→ DATA TO PROCESS
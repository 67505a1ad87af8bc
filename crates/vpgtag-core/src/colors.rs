//! ANSI color codes for terminal output.
//!
//! Semantic colors for printed grammars:
//! - Green: call terminals
//! - Magenta: return terminals
//! - Blue: rule names
//! - Dim: structure (`:`, `|`, `;`) and suffixes
//! - Reset: Return to default

/// ANSI color palette for CLI output.
///
/// Uses only standard 16-color ANSI codes (no RGB), so it reads in both
/// light and dark themes.
#[derive(Clone, Copy, Debug)]
pub struct Colors {
    pub call: &'static str,
    pub ret: &'static str,
    pub rule: &'static str,
    pub dim: &'static str,
    pub reset: &'static str,
}

impl Default for Colors {
    fn default() -> Self {
        Self::OFF
    }
}

impl Colors {
    /// Colors enabled (ANSI escape codes).
    pub const ON: Self = Self {
        call: "\x1b[32m",
        ret: "\x1b[35m",
        rule: "\x1b[34m",
        dim: "\x1b[2m",
        reset: "\x1b[0m",
    };

    /// Colors disabled (empty strings).
    pub const OFF: Self = Self {
        call: "",
        ret: "",
        rule: "",
        dim: "",
        reset: "",
    };

    /// Create colors based on enabled flag.
    pub fn new(enabled: bool) -> Self {
        if enabled { Self::ON } else { Self::OFF }
    }

    /// Check if colors are enabled.
    pub fn is_enabled(&self) -> bool {
        !self.reset.is_empty()
    }
}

→ TASK PROMPT
Restate every line of the data word for word.

→ RESPONSE FOR THIS EXERCISE
repository 67505a1ad87af8bc
filename crates/vpgtag-core/src/colors.rs
//! ANSI color codes for terminal output.
//!
//! Semantic colors for printed grammars:
//! - Green: call terminals
//! - Magenta: return terminals
//! - Blue: rule names
//! - Dim: structure (`:`, `|`, `;`) and suffixes
//! - Reset: Return to default

/// ANSI color palette for CLI output.
///
/// Uses only standard 16-color ANSI codes (no RGB), so it reads in both
/// light and dark themes.
#[derive(Clone, Copy, Debug)]
pub struct Colors {
    pub call: &'static str,
    pub ret: &'static str,
    pub rule: &'static str,
    pub dim: &'static str,
    pub reset: &'static str,
}

impl Default for Colors {
    fn default() -> Self {
        Self::OFF
    }
}

impl Colors {
    /// Colors enabled (ANSI escape codes).
    pub const ON: Self = Self {
        call: "\x1b[32m",
        ret: "\x1b[35m",
        rule: "\x1b[34m",
        dim: "\x1b[2m",
        reset: "\x1b[0m",
    };

    /// Colors disabled (empty strings).
    pub const OFF: Self = Self {
        call: "",
        ret: "",
        rule: "",
        dim: "",
        reset: "",
    };

    /// Create colors based on enabled flag.
    pub fn new(enabled: bool) -> Self {
        if enabled { Self::ON } else { Self::OFF }
    }

    /// Check if colors are enabled.
    pub fn is_enabled(&self) -> bool {
        !self.reset.is_empty()
    }
}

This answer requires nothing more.